[RECORDS SUPPLIED]:
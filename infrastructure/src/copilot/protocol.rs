//! JSON-RPC protocol types for Copilot CLI communication.
//!
//! This module defines the message structures used in the JSON-RPC 2.0 protocol
//! for communicating with the Copilot CLI process.
//!
//! # Protocol Overview
//!
//! - **Requests**: Client → Copilot CLI (`session.create`, `session.resume`,
//!   `session.send`, `session.getMessages`, `session.abort`, `session.destroy`,
//!   `models.list`, `ping`)
//! - **Responses**: Copilot CLI → Client (result or error)
//! - **Notifications**: Copilot CLI → Client (`session.event`)
//! - **Incoming requests**: Copilot CLI → Client (`tool.call`,
//!   `permission.request`), answered with a response frame

use base64::Engine;
use base64::engine::general_purpose::STANDARD as BASE64;
use harness_application::{Attachment, MessageOptions, ProviderConfig, SessionSpec};
use harness_domain::{
    BinaryContent, ParamType, PermissionRequest, SessionEvent, ToolDefinition, ToolFailureKind,
    ToolOutcome, ToolResult,
};
use serde::{Deserialize, Serialize};
use std::sync::atomic::{AtomicU64, Ordering};

/// Method names.
pub mod methods {
    pub const SESSION_CREATE: &str = "session.create";
    pub const SESSION_RESUME: &str = "session.resume";
    pub const SESSION_SEND: &str = "session.send";
    pub const SESSION_GET_MESSAGES: &str = "session.getMessages";
    pub const SESSION_ABORT: &str = "session.abort";
    pub const SESSION_DESTROY: &str = "session.destroy";
    pub const SESSION_EVENT: &str = "session.event";
    pub const MODELS_LIST: &str = "models.list";
    pub const PING: &str = "ping";
    pub const TOOL_CALL: &str = "tool.call";
    pub const PERMISSION_REQUEST: &str = "permission.request";
}

/// JSON-RPC error code for an incoming request we cannot route.
pub const UNKNOWN_SESSION_CODE: i64 = -32001;
/// JSON-RPC error code for an incoming request we failed to serve.
pub const REQUEST_FAILED_CODE: i64 = -32603;

/// Global request ID counter for JSON-RPC requests.
static REQUEST_ID: AtomicU64 = AtomicU64::new(1);

/// Generates a unique request ID.
fn next_id() -> u64 {
    REQUEST_ID.fetch_add(1, Ordering::SeqCst)
}

/// JSON-RPC request
#[derive(Debug, Clone, Serialize)]
pub struct JsonRpcRequest {
    pub jsonrpc: &'static str,
    pub id: u64,
    pub method: String,
    #[serde(skip_serializing_if = "Option::is_none")]
    pub params: Option<serde_json::Value>,
}

impl JsonRpcRequest {
    /// Creates a new JSON-RPC request with an auto-generated ID.
    pub fn new(method: impl Into<String>, params: Option<serde_json::Value>) -> Self {
        Self {
            jsonrpc: "2.0",
            id: next_id(),
            method: method.into(),
            params,
        }
    }
}

/// JSON-RPC response
#[derive(Debug, Clone, Deserialize)]
pub struct JsonRpcResponse {
    #[serde(default)]
    pub id: Option<u64>,
    pub result: Option<serde_json::Value>,
    pub error: Option<RpcError>,
}

impl JsonRpcResponse {
    /// Split into the result value or the error object.
    pub fn into_result(self) -> std::result::Result<serde_json::Value, RpcError> {
        match (self.result, self.error) {
            (_, Some(error)) => Err(error),
            (Some(result), None) => Ok(result),
            (None, None) => Ok(serde_json::Value::Null),
        }
    }
}

/// JSON-RPC error object
#[derive(Debug, Clone, Serialize, Deserialize)]
pub struct RpcError {
    pub code: i64,
    pub message: String,
    #[serde(default, skip_serializing_if = "Option::is_none")]
    pub data: Option<serde_json::Value>,
}

/// Notification from server (`session.event`)
#[derive(Debug, Clone, Deserialize)]
pub struct JsonRpcNotification {
    pub method: String,
    pub params: Option<serde_json::Value>,
}

/// An incoming JSON-RPC request from the Copilot CLI (has `id` + `method`).
///
/// The id is echoed back verbatim, so any JSON value is accepted.
#[derive(Debug, Clone, Deserialize)]
pub struct IncomingJsonRpcRequest {
    pub id: serde_json::Value,
    pub method: String,
    pub params: Option<serde_json::Value>,
}

/// JSON-RPC response sent from client → CLI (e.g., `tool.call` result).
#[derive(Debug, Clone, Serialize)]
pub struct JsonRpcResponseOut {
    pub jsonrpc: &'static str,
    pub id: serde_json::Value,
    #[serde(skip_serializing_if = "Option::is_none")]
    pub result: Option<serde_json::Value>,
    #[serde(skip_serializing_if = "Option::is_none")]
    pub error: Option<RpcError>,
}

impl JsonRpcResponseOut {
    pub fn new(id: serde_json::Value, result: serde_json::Value) -> Self {
        Self {
            jsonrpc: "2.0",
            id,
            result: Some(result),
            error: None,
        }
    }

    pub fn error(id: serde_json::Value, code: i64, message: impl Into<String>) -> Self {
        Self {
            jsonrpc: "2.0",
            id,
            result: None,
            error: Some(RpcError {
                code,
                message: message.into(),
                data: None,
            }),
        }
    }
}

// ==================== Session requests ====================

/// Tool definition sent to the Copilot CLI.
#[derive(Debug, Clone, Serialize, Deserialize)]
#[serde(rename_all = "camelCase")]
pub struct CopilotToolDefinition {
    pub name: String,
    pub description: String,
    pub parameters: serde_json::Value,
}

impl CopilotToolDefinition {
    /// Convert a tool definition into a JSON Schema object descriptor.
    pub fn from_definition(tool: &ToolDefinition) -> Self {
        let mut properties = serde_json::Map::new();
        let mut required = Vec::new();

        for param in &tool.parameters {
            let mut prop = serde_json::Map::new();
            prop.insert("type".to_string(), serde_json::json!(param.param_type.as_str()));
            prop.insert(
                "description".to_string(),
                serde_json::json!(param.description),
            );
            if param.param_type == ParamType::Array {
                prop.insert("items".to_string(), serde_json::json!({}));
            }
            properties.insert(param.name.clone(), serde_json::Value::Object(prop));

            if param.required {
                required.push(serde_json::json!(param.name));
            }
        }

        Self {
            name: tool.name.clone(),
            description: tool.description.clone(),
            parameters: serde_json::json!({
                "type": "object",
                "properties": properties,
                "required": required,
            }),
        }
    }
}

/// BYOK provider block.
#[derive(Debug, Clone, Serialize)]
#[serde(rename_all = "camelCase")]
pub struct ProviderParams {
    #[serde(rename = "type")]
    pub provider_type: String,
    pub base_url: String,
    #[serde(skip_serializing_if = "Option::is_none")]
    pub api_key: Option<String>,
    #[serde(skip_serializing_if = "Option::is_none")]
    pub wire_api: Option<String>,
}

impl From<&ProviderConfig> for ProviderParams {
    fn from(provider: &ProviderConfig) -> Self {
        Self {
            provider_type: provider.provider_type.clone(),
            base_url: provider.base_url.clone(),
            api_key: provider.api_key.clone(),
            wire_api: provider.wire_api.clone(),
        }
    }
}

#[derive(Debug, Clone, Serialize)]
#[serde(rename_all = "camelCase")]
pub struct SystemMessageParams {
    pub mode: &'static str,
    pub content: String,
}

/// Session creation parameters
#[derive(Debug, Clone, Serialize)]
#[serde(rename_all = "camelCase")]
pub struct CreateSessionParams {
    #[serde(skip_serializing_if = "Option::is_none")]
    pub model: Option<String>,
    #[serde(skip_serializing_if = "Vec::is_empty")]
    pub tools: Vec<CopilotToolDefinition>,
    #[serde(skip_serializing_if = "Option::is_none")]
    pub available_tools: Option<Vec<String>>,
    #[serde(skip_serializing_if = "Option::is_none")]
    pub excluded_tools: Option<Vec<String>>,
    #[serde(skip_serializing_if = "Option::is_none")]
    pub system_message: Option<SystemMessageParams>,
    #[serde(skip_serializing_if = "Option::is_none")]
    pub provider: Option<ProviderParams>,
    pub streaming: bool,
    /// Ask the CLI to route permission decisions to us.
    pub request_permission: bool,
}

impl From<&SessionSpec> for CreateSessionParams {
    fn from(spec: &SessionSpec) -> Self {
        Self {
            model: spec.model.clone(),
            tools: spec
                .tools
                .iter()
                .map(CopilotToolDefinition::from_definition)
                .collect(),
            available_tools: spec.available_tools.clone(),
            excluded_tools: spec.excluded_tools.clone(),
            system_message: spec.system_message.as_ref().map(|content| SystemMessageParams {
                mode: "append",
                content: content.clone(),
            }),
            provider: spec.provider.as_ref().map(ProviderParams::from),
            streaming: spec.streaming,
            request_permission: true,
        }
    }
}

/// Session resume parameters
#[derive(Debug, Clone, Serialize)]
#[serde(rename_all = "camelCase")]
pub struct ResumeSessionParams {
    pub session_id: String,
    #[serde(skip_serializing_if = "Vec::is_empty")]
    pub tools: Vec<CopilotToolDefinition>,
    #[serde(skip_serializing_if = "Option::is_none")]
    pub provider: Option<ProviderParams>,
    pub streaming: bool,
    pub request_permission: bool,
}

impl ResumeSessionParams {
    pub fn new(session_id: &str, spec: &SessionSpec) -> Self {
        Self {
            session_id: session_id.to_string(),
            tools: spec
                .tools
                .iter()
                .map(CopilotToolDefinition::from_definition)
                .collect(),
            provider: spec.provider.as_ref().map(ProviderParams::from),
            streaming: spec.streaming,
            request_permission: true,
        }
    }
}

/// Session creation / resume result
#[derive(Debug, Clone, Deserialize)]
#[serde(rename_all = "camelCase")]
pub struct CreateSessionResult {
    pub session_id: String,
}

/// Parameters carrying only a session id (`session.abort`, `session.destroy`,
/// `session.getMessages`).
#[derive(Debug, Clone, Serialize)]
#[serde(rename_all = "camelCase")]
pub struct SessionIdParams {
    pub session_id: String,
}

/// Send parameters (for `session.send`)
#[derive(Debug, Clone, Serialize)]
#[serde(rename_all = "camelCase")]
pub struct SendParams {
    pub session_id: String,
    pub prompt: String,
    #[serde(skip_serializing_if = "Vec::is_empty")]
    pub attachments: Vec<Attachment>,
    #[serde(skip_serializing_if = "Option::is_none")]
    pub mode: Option<String>,
}

impl SendParams {
    pub fn new(session_id: &str, options: &MessageOptions) -> Self {
        Self {
            session_id: session_id.to_string(),
            prompt: options.prompt.clone(),
            attachments: options.attachments.clone(),
            mode: options.mode.clone(),
        }
    }
}

/// `session.getMessages` result
#[derive(Debug, Clone, Default, Deserialize)]
pub struct GetMessagesResult {
    #[serde(default)]
    pub events: Vec<SessionEvent>,
}

/// Session event params (from `session.event` notification)
#[derive(Debug, Clone, Deserialize)]
#[serde(rename_all = "camelCase")]
pub struct SessionEventParams {
    pub session_id: String,
    pub event: SessionEvent,
}

// ==================== Models / ping ====================

/// A model the backend offers.
#[derive(Debug, Clone, PartialEq, Eq, Serialize, Deserialize)]
pub struct ModelInfo {
    pub id: String,
    #[serde(default)]
    pub name: String,
}

#[derive(Debug, Clone, Default, Deserialize)]
pub struct ListModelsResult {
    #[serde(default)]
    pub models: Vec<ModelInfo>,
}

#[derive(Debug, Clone, Deserialize)]
#[serde(rename_all = "camelCase")]
pub struct PingResult {
    #[serde(default)]
    pub message: String,
    #[serde(default)]
    pub protocol_version: Option<u32>,
}

// ==================== Incoming requests ====================

/// Parameters for a `tool.call` request from the Copilot CLI.
#[derive(Debug, Clone, Deserialize)]
#[serde(rename_all = "camelCase")]
pub struct ToolCallParams {
    pub session_id: String,
    pub tool_call_id: String,
    pub tool_name: String,
    #[serde(default)]
    pub arguments: serde_json::Value,
}

/// Parameters for a `permission.request` request from the Copilot CLI.
#[derive(Debug, Clone, Deserialize)]
#[serde(rename_all = "camelCase")]
pub struct PermissionRequestParams {
    pub session_id: String,
    pub permission_request: PermissionRequest,
}

/// Binary attachment of a tool result.
#[derive(Debug, Clone, PartialEq, Serialize, Deserialize)]
#[serde(rename_all = "camelCase")]
pub struct BinaryResult {
    /// Base64-encoded bytes.
    pub data: String,
    pub mime_type: String,
    #[serde(rename = "type")]
    pub kind: String,
    #[serde(default, skip_serializing_if = "Option::is_none")]
    pub description: Option<String>,
}

impl From<&BinaryContent> for BinaryResult {
    fn from(binary: &BinaryContent) -> Self {
        Self {
            data: BASE64.encode(&binary.data),
            mime_type: binary.mime_type.clone(),
            kind: binary.kind.clone(),
            description: binary.description.clone(),
        }
    }
}

/// Result payload for a `tool.call` response.
#[derive(Debug, Clone, PartialEq, Serialize, Deserialize)]
#[serde(rename_all = "camelCase")]
pub struct ToolCallResult {
    /// The text result that the LLM should see.
    pub text_result_for_llm: String,
    /// `"success"`, `"failure"` or `"denied"`.
    pub result_type: String,
    #[serde(default, skip_serializing_if = "Option::is_none")]
    pub error: Option<String>,
    #[serde(default, skip_serializing_if = "Vec::is_empty")]
    pub binary_results_for_llm: Vec<BinaryResult>,
}

impl From<&ToolResult> for ToolCallResult {
    fn from(result: &ToolResult) -> Self {
        match &result.outcome {
            ToolOutcome::Success(content) => Self {
                text_result_for_llm: content.text.clone(),
                result_type: "success".to_string(),
                error: None,
                binary_results_for_llm: content.binary.iter().map(BinaryResult::from).collect(),
            },
            ToolOutcome::Failure(failure) => {
                let result_type = match failure.kind() {
                    ToolFailureKind::PermissionDenied { .. } => "denied",
                    _ => "failure",
                };
                Self {
                    text_result_for_llm: failure.message().to_string(),
                    result_type: result_type.to_string(),
                    error: Some(failure.kind().code().to_string()),
                    binary_results_for_llm: Vec::new(),
                }
            }
        }
    }
}

impl ToolCallResult {
    /// Wrap as the `result` of a `tool.call` response.
    pub fn into_rpc_value(self) -> serde_json::Value {
        serde_json::json!({ "result": self })
    }
}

[EXERCISE BRIEF]:
Could you work out how many lines in the material contain the word "properties"? Reply with the number only.

[EXERCISE OUTPUT]:
3